Nonostante queste grandi prestazioni in Coppa Davis, Camporese non riesce a riconquistare il posto che merita nei tornei e nelle classifiche ATP, così nel 2001 si ritira dall’attività agonistica. Oggi, come tanti suoi ex colleghi, continua a vivere di tennis, insegnandolo ai giovani.

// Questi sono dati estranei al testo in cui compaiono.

//! Core data types shared by the store, ingestion and analytics.

use chrono::NaiveDate;
use serde::{Deserialize, Serialize};
use std::fmt;

/// Store-assigned listing identifier, stable for the listing's lifetime
#[derive(Debug, Clone, Copy, PartialEq, Eq, Hash, PartialOrd, Ord, Serialize, Deserialize)]
pub struct ListingId(pub i64);

impl fmt::Display for ListingId {
    fn fmt(&self, f: &mut fmt::Formatter<'_>) -> fmt::Result {
        write!(f, "{}", self.0)
    }
}

/// Raw candidate record as produced by a source adapter.
///
/// All fields are untrusted text; the ingestion engine owns coercion.
#[derive(Debug, Clone, Default, PartialEq, Serialize, Deserialize)]
pub struct RawListing {
    pub source_name: String,
    pub source_listing_id: String,
    pub title: String,
    pub url: String,
    pub price_text: String,
    pub year_text: Option<String>,
    pub mileage_text: Option<String>,
    pub location_text: Option<String>,
}

/// Typed listing fields ready to be written to the store
#[derive(Debug, Clone, PartialEq, Serialize)]
pub struct NewListing {
    pub source_listing_id: String,
    pub source_name: String,
    pub title: String,
    pub make: String,
    pub model: String,
    /// 0 when unknown
    pub year: i32,
    /// 0 when unknown
    pub mileage: i64,
    pub location: String,
    pub url: String,
    pub seller_type: String,
    pub features: String,
}

/// A stored listing
#[derive(Debug, Clone, PartialEq, Serialize)]
pub struct Listing {
    pub id: ListingId,
    pub source_listing_id: String,
    pub source_name: String,
    pub title: String,
    pub make: String,
    pub model: String,
    pub year: i32,
    pub mileage: i64,
    pub location: String,
    pub url: String,
    pub seller_type: String,
    pub features: String,
    pub first_seen: NaiveDate,
}

/// One dated price observation
#[derive(Debug, Clone, PartialEq, Serialize)]
pub struct PricePoint {
    /// Insertion sequence; breaks ties between same-day points
    pub id: i64,
    pub listing_id: ListingId,
    pub price: f64,
    pub date: NaiveDate,
}

/// Short listing description carried by report rows
#[derive(Debug, Clone, PartialEq, Serialize)]
pub struct ListingSummary {
    pub id: ListingId,
    pub title: String,
    pub make: String,
    pub model: String,
    pub year: i32,
    pub url: String,
}

impl ListingSummary {
    /// Display label in the form "Make Model Year"
    pub fn label(&self) -> String {
        format!("{} {} {}", self.make, self.model, self.year)
    }
}

/// Latest and previous price of one listing
#[derive(Debug, Clone, PartialEq)]
pub struct PricePair {
    pub listing: ListingSummary,
    pub latest: PricePoint,
    pub previous: Option<PricePoint>,
}
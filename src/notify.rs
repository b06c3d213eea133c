//! Run notifications
//!
//! The delivery channel is pluggable. Credentials come from configuration
//! and are never compiled in.

use crate::config::SmtpSettings;
use crate::error::{Result, TrackerError};
use async_trait::async_trait;
use chrono::NaiveDate;
use lettre::message::header::ContentType;
use lettre::message::{Attachment, Mailbox, MultiPart, SinglePart};
use lettre::transport::smtp::authentication::Credentials;
use lettre::{AsyncSmtpTransport, AsyncTransport, Message, Tokio1Executor};
use serde::Serialize;
use std::path::PathBuf;

/// Summary of a finished run, ready for delivery
#[derive(Debug, Clone, PartialEq, Serialize)]
pub struct Notification {
    pub subject: String,
    pub recipient: Option<String>,
    /// HTML body
    pub message: String,
    pub new_count: usize,
    pub updated_count: usize,
    pub report_path: Option<PathBuf>,
}

impl Notification {
    /// Daily report notification for the given run counts
    pub fn daily(
        date: NaiveDate,
        recipient: Option<String>,
        new_count: usize,
        updated_count: usize,
        report_path: Option<PathBuf>,
    ) -> Self {
        let mut message = format!(
            "<p>Daily car price scraping has completed:</p>\n\
             <ul>\n\
             <li>{} new listings added</li>\n\
             <li>{} price updates detected</li>\n\
             </ul>",
            new_count, updated_count
        );
        if let Some(path) = &report_path {
            message.push_str(&format!("\n<p>Full report: {}</p>", path.display()));
        }
        Self {
            subject: format!("Daily Car Price Report - {}", date.format("%Y-%m-%d")),
            recipient,
            message,
            new_count,
            updated_count,
            report_path,
        }
    }
}

/// How a notification left the process
#[derive(Debug, Clone, Copy, PartialEq, Eq)]
pub enum Delivery {
    /// Handed to an external channel
    Sent,
    /// Only written to the log
    Logged,
}

/// Delivers run notifications
#[async_trait]
pub trait Notifier: Send + Sync {
    /// Short name of the delivery channel
    fn channel(&self) -> &'static str;

    async fn notify(&self, notification: &Notification) -> Result<Delivery>;
}

/// Writes notifications to the log; used when no channel is configured
pub struct LogNotifier;

#[async_trait]
impl Notifier for LogNotifier {
    fn channel(&self) -> &'static str {
        "log"
    }

    async fn notify(&self, notification: &Notification) -> Result<Delivery> {
        log::info!(
            "{}: {} new listings, {} price updates (no delivery channel configured)",
            notification.subject,
            notification.new_count,
            notification.updated_count
        );
        Ok(Delivery::Logged)
    }
}

/// Mails notifications over SMTP with the report attached
pub struct SmtpNotifier {
    transport: AsyncSmtpTransport<Tokio1Executor>,
    from: Mailbox,
    to: Mailbox,
}

fn mailbox(address: &str) -> Result<Mailbox> {
    address
        .parse()
        .map_err(|e| TrackerError::Config(format!("invalid email address '{}': {}", address, e)))
}

impl SmtpNotifier {
    /// Build the notifier; no connection is made until the first send
    pub fn new(settings: &SmtpSettings, recipient: &str) -> Result<Self> {
        let sender = settings
            .sender()
            .ok_or_else(|| TrackerError::Config("SMTP sender address is not set".to_string()))?;

        let mut builder = AsyncSmtpTransport::<Tokio1Executor>::relay(&settings.host)
            .map_err(|e| TrackerError::Config(format!("SMTP host '{}': {}", settings.host, e)))?
            .port(settings.port);
        if let (Some(user), Some(password)) = (&settings.username, &settings.password) {
            builder = builder.credentials(Credentials::new(user.clone(), password.clone()));
        }

        Ok(Self {
            transport: builder.build(),
            from: mailbox(sender)?,
            to: mailbox(recipient)?,
        })
    }

    /// Compose the mail: HTML body, plus the report file when it can be read
    pub fn build_message(&self, notification: &Notification) -> Result<Message> {
        let builder = Message::builder()
            .from(self.from.clone())
            .to(self.to.clone())
            .subject(notification.subject.clone());

        let report = notification
            .report_path
            .as_ref()
            .and_then(|path| match std::fs::read(path) {
                Ok(bytes) => Some((path, bytes)),
                Err(e) => {
                    log::warn!("Report {} not attached: {}", path.display(), e);
                    None
                }
            });

        let message = match report {
            Some((path, bytes)) => {
                let filename = path
                    .file_name()
                    .map(|name| name.to_string_lossy().to_string())
                    .unwrap_or_else(|| "report.html".to_string());
                builder.multipart(
                    MultiPart::mixed()
                        .singlepart(SinglePart::html(notification.message.clone()))
                        .singlepart(Attachment::new(filename).body(bytes, ContentType::TEXT_HTML)),
                )
            }
            None => builder
                .header(ContentType::TEXT_HTML)
                .body(notification.message.clone()),
        };

        message.map_err(|e| TrackerError::Notification(format!("could not build email: {}", e)))
    }
}

#[async_trait]
impl Notifier for SmtpNotifier {
    fn channel(&self) -> &'static str {
        "smtp"
    }

    async fn notify(&self, notification: &Notification) -> Result<Delivery> {
        let message = self.build_message(notification)?;
        self.transport
            .send(message)
            .await
            .map_err(|e| TrackerError::Notification(format!("SMTP delivery failed: {}", e)))?;

        log::info!("Email notification sent to {}", self.to);
        Ok(Delivery::Sent)
    }
}

/// POSTs notifications as JSON to a webhook (mail relay, chat bot, ...)
pub struct WebhookNotifier {
    client: reqwest::Client,
    url: String,
    token: Option<String>,
}

impl WebhookNotifier {
    pub fn new(url: impl Into<String>, token: Option<String>) -> Self {
        Self {
            client: reqwest::Client::new(),
            url: url.into(),
            token,
        }
    }
}

#[async_trait]
impl Notifier for WebhookNotifier {
    fn channel(&self) -> &'static str {
        "webhook"
    }

    async fn notify(&self, notification: &Notification) -> Result<Delivery> {
        let mut request = self.client.post(&self.url).json(notification);
        if let Some(token) = &self.token {
            request = request.bearer_auth(token);
        }

        let response = request.send().await?;
        if !response.status().is_success() {
            return Err(TrackerError::Notification(format!(
                "webhook returned {}",
                response.status()
            )));
        }

        log::info!("Notification sent to webhook");
        Ok(Delivery::Sent)
    }
}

Panatta l’ha definito «l’uomo delle imprese, dei match impossibili». Il tennista bolognese Paolo Canè, classe 1965, ha scritto il suo nome negli annali del tennis, giocando match memorabili in Coppa Davis e agguantando spesso vittorie contro ogni pronostico. Terminata l’era dei vari Panatta, Barazzutti, Bertolucci, Zugarelli, infatti, il movimento tennistico italiano maschile, nella prima metà degli anni Ottanta, vive una fase di smarrimento dovuta all’assenza di un ricambio generazionale. Proprio in quel periodo si affaccia sulla scena Paolo Cané, che gli appassionati, nei momenti di furore agonistico, chiamano Paolino. Fisico esile, asciutto, eppure ha un dritto potente ed efficace, un rovescio ribattezzato ‘turbo’, grande sensibilità nel gioco di volo e nel tocco di palla, capacità di variare il ritmo. Paolino possiede talento e classe da vendere, ma ha anche alcuni punti deboli: una schiena fragile, che a lungo andare gli crea parecchi problemi, passaggi a vuoto a livello mentale che lo rendono discontinuo e un carattere incandescente. Nelle giornate migliori è capace di tutto, anche di mettere all’angolo un fuoriclasse come Ivan Lendl. In questi anni spesso riesce a trasformare i suoi limiti caratteriali in punto di forza. Gli capita soprattutto quando gioca in Coppa Davis, competizione che esalta le sue caratteristiche di combattente, gladiatore nell’arena. Sia chiaro, non è che Canè non abbia combinato nulla nei tornei del circuito ATP. Anzi, in carriera ha vinto tre titoli in singolare, tutti sulla terra rossa, raggiungendo la ventiseiesima posizione del ranking mondiale. Ma nella memoria del grande pubblico, anche per motivi legati alla diffusione televisiva, resta principalmente ‘l’uomo Davis’, quello che, se c’è un’impresa impossibile da compiere, un solo tennista può portarla a termine: Paolo Canè. Su 17 incontri di Coppa disputati in singolare ne vince 9. Mentre in doppio le cose vanno peggio: su 9 match soltanto due vittorie. È viscerale, Cané, quando è in campo non riesce a estraniarsi totalmente da ciò che lo circonda. Non gli basta lanciare un’occhiataccia allo spettatore rumoroso di turno, lui lo prende di petto. Riesce a litigare anche con il proprio pubblico, quello di Roma, mandandolo più volte a quel paese. Ma, appena gli appassionati imparano a conoscerlo, non possono far altro che volergli bene.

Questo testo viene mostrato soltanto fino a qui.